▶ **What to work on**:
Reproduce the entire listing below verbatim.

▶ **Data**:
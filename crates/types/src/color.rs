use serde::{Deserialize, Serialize};

/// An opaque RGB colour. Checklists only ever paint greys and black.
#[derive(Serialize, Deserialize, Debug, Clone, Copy, PartialEq, Eq, Hash)]
pub struct Color {
    pub r: u8,
    pub g: u8,
    pub b: u8,
}

impl Default for Color {
    fn default() -> Self {
        Self::black()
    }
}

impl Color {
    pub fn black() -> Self {
        Self::gray(0)
    }

    /// A neutral grey where `0` is black and `255` is white.
    pub fn gray(value: u8) -> Self {
        Self {
            r: value,
            g: value,
            b: value,
        }
    }

    /// Channels normalised to `0.0..=1.0`, as PDF colour operators expect.
    pub fn to_unit_rgb(&self) -> [f32; 3] {
        [
            self.r as f32 / 255.0,
            self.g as f32 / 255.0,
            self.b as f32 / 255.0,
        ]
    }
}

▶ **Task response**:
filename crates/types/src/color.rs
use serde::{Deserialize, Serialize};

/// An opaque RGB colour. Checklists only ever paint greys and black.
#[derive(Serialize, Deserialize, Debug, Clone, Copy, PartialEq, Eq, Hash)]
pub struct Color {
    pub r: u8,
    pub g: u8,
    pub b: u8,
}

impl Default for Color {
    fn default() -> Self {
        Self::black()
    }
}

impl Color {
    pub fn black() -> Self {
        Self::gray(0)
    }

    /// A neutral grey where `0` is black and `255` is white.
    pub fn gray(value: u8) -> Self {
        Self {
            r: value,
            g: value,
            b: value,
        }
    }

    /// Channels normalised to `0.0..=1.0`, as PDF colour operators expect.
    pub fn to_unit_rgb(&self) -> [f32; 3] {
        [
            self.r as f32 / 255.0,
            self.g as f32 / 255.0,
            self.b as f32 / 255.0,
        ]
    }
}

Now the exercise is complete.